Padahal Pendidikan merupakan kunci satu-satunya untuk perkembangan wilayah, maju mundurnya kualitas suatu bangsa bergantung pada pendidikan, mungkin beberapa definisi dari individu atau kelompok lainnya bisa menjelaskan tentang pendidikan. Seperti Kita Lihat Tujuan Pendidikan Nasional  adalah mencerdaskan kehidupan bangsa dan mengembangkan manusia Indonesia seutuhnya, yaitu manusia yang beriman dan bertaqwa terhadap Tuhan Yang Maha Esa dan berbudi pekerti luhur, memiliki pengetahuan dan keterampilan, kesehatan jasmani dan rohani, kepribadian yang mantap dan mandiri serta rasa tanggung jawab kemasyarakatan dan kebangsaan. Serta dalam UU RI No.  20 Tahun 2003 tentang Sistem Pendidikan Nasional, pasal 1 : Pendidikan adalah  usaha sadar dan terencana untuk mewujudkan suasana belajar dan  proses pembelajaran agar peserta didik secara aktif mengembangkan potensi dirinya untuk memiliki kekuatan spiritual keagamaan, pengendalian diri, kepribadian, kecerdasan, akhlak mulia, serta keterampilan yang diperlukan dirinya, masyarakat, bangsa dan negara. 

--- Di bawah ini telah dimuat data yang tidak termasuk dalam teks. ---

use std::collections::HashSet;

use serde::{Deserialize, Serialize};

use storefront_core::{DomainError, DomainResult, Entity, ProductId};

use crate::product::Product;

/// Ordered, unique-by-id collection of cart lines.
///
/// Insertion order is first-added order. Every line holds a positive amount;
/// a line is removed rather than taken to zero.
///
/// Serializes as a plain JSON array of products. Decoding re-checks the
/// invariants, so a stored array with duplicate ids or non-positive amounts is
/// rejected instead of loaded.
#[derive(Debug, Clone, Default, PartialEq, Serialize, Deserialize)]
#[serde(try_from = "Vec<Product>", into = "Vec<Product>")]
pub struct Cart {
    items: Vec<Product>,
}

impl Cart {
    pub fn new() -> Self {
        Self::default()
    }

    /// Build a cart from existing lines, checking uniqueness and positivity.
    pub fn from_items(items: Vec<Product>) -> DomainResult<Self> {
        let mut seen = HashSet::with_capacity(items.len());
        for item in &items {
            if !seen.insert(item.id()) {
                return Err(DomainError::invariant(format!(
                    "duplicate product {} in cart",
                    item.id()
                )));
            }
            ensure_positive(item.amount)?;
        }
        Ok(Self { items })
    }

    pub fn items(&self) -> &[Product] {
        &self.items
    }

    pub fn iter(&self) -> impl Iterator<Item = &Product> {
        self.items.iter()
    }

    pub fn len(&self) -> usize {
        self.items.len()
    }

    pub fn is_empty(&self) -> bool {
        self.items.is_empty()
    }

    pub fn get(&self, id: ProductId) -> Option<&Product> {
        self.items.iter().find(|item| item.id() == id)
    }

    pub fn contains(&self, id: ProductId) -> bool {
        self.get(id).is_some()
    }

    /// Quantity held for `id`, zero when absent.
    pub fn amount_of(&self, id: ProductId) -> i64 {
        self.get(id).map(|item| item.amount).unwrap_or(0)
    }

    /// Sum of all line quantities, saturating at `i64::MAX`.
    pub fn total_items(&self) -> i64 {
        self.items
            .iter()
            .fold(0i64, |total, item| total.saturating_add(item.amount))
    }

    /// Sum of all line totals.
    pub fn subtotal(&self) -> f64 {
        self.items.iter().map(Product::line_total).sum()
    }

    /// Append a product not yet in the cart.
    pub fn with_added(&self, product: Product) -> DomainResult<Self> {
        if self.contains(product.id()) {
            return Err(DomainError::invariant(format!(
                "product {} already in cart",
                product.id()
            )));
        }
        ensure_positive(product.amount)?;

        let mut items = self.items.clone();
        items.push(product);
        Ok(Self { items })
    }

    /// Overwrite the amount of an existing line, keeping its position.
    pub fn with_amount(&self, id: ProductId, amount: i64) -> DomainResult<Self> {
        ensure_positive(amount)?;
        let index = self.position(id).ok_or_else(DomainError::not_found)?;

        let mut items = self.items.clone();
        items[index].amount = amount;
        Ok(Self { items })
    }

    /// Drop the line for `id`; the remaining lines keep their order.
    pub fn without(&self, id: ProductId) -> DomainResult<Self> {
        let index = self.position(id).ok_or_else(DomainError::not_found)?;

        let mut items = self.items.clone();
        items.remove(index);
        Ok(Self { items })
    }

    fn position(&self, id: ProductId) -> Option<usize> {
        self.items.iter().position(|item| item.id() == id)
    }
}

impl TryFrom<Vec<Product>> for Cart {
    type Error = DomainError;

    fn try_from(items: Vec<Product>) -> Result<Self, Self::Error> {
        Self::from_items(items)
    }
}

impl From<Cart> for Vec<Product> {
    fn from(cart: Cart) -> Self {
        cart.items
    }
}

impl<'a> IntoIterator for &'a Cart {
    type Item = &'a Product;
    type IntoIter = std::slice::Iter<'a, Product>;

    fn into_iter(self) -> Self::IntoIter {
        self.items.iter()
    }
}

fn ensure_positive(amount: i64) -> DomainResult<()> {
    if amount <= 0 {
        return Err(DomainError::validation(format!(
            "cart amount must be positive, got {amount}"
        )));
    }
    Ok(())
}

#[cfg(test)]
mod tests {
    use super::*;

    fn product(id: i64, amount: i64) -> Product {
        Product::new(
            ProductId::new(id),
            format!("Product {id}"),
            100.0 + id as f64,
            format!("https://example.test/{id}.jpg"),
        )
        .with_amount(amount)
    }

    fn ids(cart: &Cart) -> Vec<i64> {
        cart.iter().map(|p| p.id.get()).collect()
    }

    #[test]
    fn new_cart_is_empty() {
        let cart = Cart::new();
        assert!(cart.is_empty());
        assert_eq!(cart.total_items(), 0);
        assert_eq!(cart.amount_of(ProductId::new(1)), 0);
    }

    #[test]
    fn from_items_rejects_duplicate_ids() {
        let err = Cart::from_items(vec![product(1, 1), product(1, 2)]).unwrap_err();
        assert!(matches!(err, DomainError::InvariantViolation(_)));
    }

    #[test]
    fn from_items_rejects_non_positive_amounts() {
        let err = Cart::from_items(vec![product(1, 1), product(2, 0)]).unwrap_err();
        assert!(matches!(err, DomainError::Validation(_)));

        let err = Cart::from_items(vec![product(3, -4)]).unwrap_err();
        assert!(matches!(err, DomainError::Validation(_)));
    }

    #[test]
    fn with_added_appends_at_the_end() {
        let cart = Cart::from_items(vec![product(2, 1)]).unwrap();
        let cart = cart.with_added(product(1, 1)).unwrap();
        assert_eq!(ids(&cart), vec![2, 1]);
    }

    #[test]
    fn with_added_rejects_existing_id() {
        let cart = Cart::from_items(vec![product(1, 1)]).unwrap();
        assert!(cart.with_added(product(1, 1)).is_err());
    }

    #[test]
    fn with_amount_overwrites_in_place() {
        let cart = Cart::from_items(vec![product(1, 1), product(2, 2), product(3, 3)]).unwrap();
        let updated = cart.with_amount(ProductId::new(2), 5).unwrap();

        assert_eq!(ids(&updated), vec![1, 2, 3]);
        assert_eq!(updated.amount_of(ProductId::new(1)), 1);
        assert_eq!(updated.amount_of(ProductId::new(2)), 5);
        assert_eq!(updated.amount_of(ProductId::new(3)), 3);
        // original untouched
        assert_eq!(cart.amount_of(ProductId::new(2)), 2);
    }

    #[test]
    fn with_amount_on_missing_id_is_not_found() {
        let cart = Cart::from_items(vec![product(1, 1)]).unwrap();
        assert_eq!(
            cart.with_amount(ProductId::new(9), 2).unwrap_err(),
            DomainError::NotFound
        );
    }

    #[test]
    fn with_amount_rejects_zero() {
        let cart = Cart::from_items(vec![product(1, 1)]).unwrap();
        assert!(matches!(
            cart.with_amount(ProductId::new(1), 0).unwrap_err(),
            DomainError::Validation(_)
        ));
    }

    #[test]
    fn without_removes_exactly_one_line() {
        let cart = Cart::from_items(vec![product(1, 1), product(2, 4), product(3, 2)]).unwrap();
        let removed = cart.without(ProductId::new(2)).unwrap();

        assert_eq!(ids(&removed), vec![1, 3]);
        assert_eq!(removed.amount_of(ProductId::new(1)), 1);
        assert_eq!(removed.amount_of(ProductId::new(3)), 2);
    }

    #[test]
    fn without_missing_id_is_not_found() {
        let cart = Cart::new();
        assert_eq!(
            cart.without(ProductId::new(1)).unwrap_err(),
            DomainError::NotFound
        );
    }

    #[test]
    fn totals_sum_amounts_and_line_totals() {
        let cart = Cart::from_items(vec![
            Product::new(ProductId::new(1), "A", 10.0, "a.jpg").with_amount(2),
            Product::new(ProductId::new(2), "B", 2.5, "b.jpg").with_amount(4),
        ])
        .unwrap();

        assert_eq!(cart.total_items(), 6);
        assert!((cart.subtotal() - 30.0).abs() < 1e-9);
    }

    #[test]
    fn total_items_saturates_instead_of_overflowing() {
        let cart = Cart::from_items(vec![product(1, i64::MAX), product(2, 5)]).unwrap();
        assert_eq!(cart.total_items(), i64::MAX);
    }

    #[test]
    fn borrowed_cart_iterates_in_insertion_order() {
        let cart = Cart::from_items(vec![product(3, 1), product(1, 2)]).unwrap();

        let mut seen = Vec::new();
        for item in &cart {
            seen.push((item.id.get(), item.amount));
        }
        assert_eq!(seen, vec![(3, 1), (1, 2)]);
    }

    #[test]
    fn serializes_as_a_plain_array() {
        let cart = Cart::from_items(vec![product(1, 2)]).unwrap();
        let value = serde_json::to_value(&cart).unwrap();
        assert!(value.is_array());
        assert_eq!(value[0]["id"], 1);
        assert_eq!(value[0]["amount"], 2);
    }

    #[test]
    fn decoding_rejects_invariant_violations() {
        let json = r#"[
            {"id":1,"title":"A","price":1.0,"image":"a","amount":1},
            {"id":1,"title":"A","price":1.0,"image":"a","amount":2}
        ]"#;
        assert!(serde_json::from_str::<Cart>(json).is_err());

        let json = r#"[{"id":1,"title":"A","price":1.0,"image":"a","amount":0}]"#;
        assert!(serde_json::from_str::<Cart>(json).is_err());
    }

    mod property_tests {
        use super::*;
        use proptest::prelude::*;

        fn arb_cart() -> impl Strategy<Value = Cart> {
            prop::collection::btree_map(0i64..500, 1i64..50, 0..12).prop_flat_map(|lines| {
                let items: Vec<Product> = lines
                    .into_iter()
                    .map(|(id, amount)| product(id, amount))
                    .collect();
                Just(items).prop_shuffle().prop_map(|items| {
                    Cart::from_items(items).expect("generated lines are unique and positive")
                })
            })
        }

        proptest! {
            /// Property: JSON encoding preserves every line and its order.
            #[test]
            fn json_round_trip_preserves_order(cart in arb_cart()) {
                let json = serde_json::to_string(&cart).unwrap();
                let back: Cart = serde_json::from_str(&json).unwrap();
                prop_assert_eq!(back, cart);
            }

            /// Property: removing a line keeps the relative order and amounts of the rest.
            #[test]
            fn removal_preserves_remaining_lines(cart in arb_cart(), pick in any::<prop::sample::Index>()) {
                prop_assume!(!cart.is_empty());
                let target = cart.items()[pick.index(cart.len())].id;

                let removed = cart.without(target).unwrap();
                let expected: Vec<Product> = cart
                    .iter()
                    .filter(|p| p.id != target)
                    .cloned()
                    .collect();

                prop_assert_eq!(removed.items(), expected.as_slice());
                prop_assert!(!removed.contains(target));
            }

            /// Property: updating an amount never duplicates or reorders lines.
            #[test]
            fn update_keeps_ids_unique_and_ordered(
                cart in arb_cart(),
                pick in any::<prop::sample::Index>(),
                amount in 1i64..100
            ) {
                prop_assume!(!cart.is_empty());
                let target = cart.items()[pick.index(cart.len())].id;

                let updated = cart.with_amount(target, amount).unwrap();
                prop_assert_eq!(ids(&updated), ids(&cart));
                prop_assert_eq!(updated.amount_of(target), amount);
                prop_assert!(updated.iter().all(|p| p.amount > 0));
            }
        }
    }
}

Tak usah  membahas yang di pedalaman dulu. Kita beringsut ke daerah pinggiran kota -kota dulu, di mana masih banyak fasilitas dan infrastuktur sangat kurang dirasakan oleh para generasi-generasi muda ini untuk menuntut ilmu. Salah satunya di tempat saya saja Rokan Hulu yang sudah hampir dikatakan maju, kampung saya itu tidak jauh dari pusat kabupaten apalagi di lintasan aspal Jalan Lintas Kumu-duri, Desa Kepenuhan Timur, Kecamatan Kepenuhan, tepatnya SD N 010 Kepenuhan. Sekolah Dasar dengan bangunan  2 gedung, tapi merangkap semuanya. Salah satu contohnya di Kecamatan Bonai Darussalam, Desa Teluk Sono dan Desa Bonai. Di kecamatan Rokan IV koto ada di daerah Cipang Kiri dan Cipang Kanan.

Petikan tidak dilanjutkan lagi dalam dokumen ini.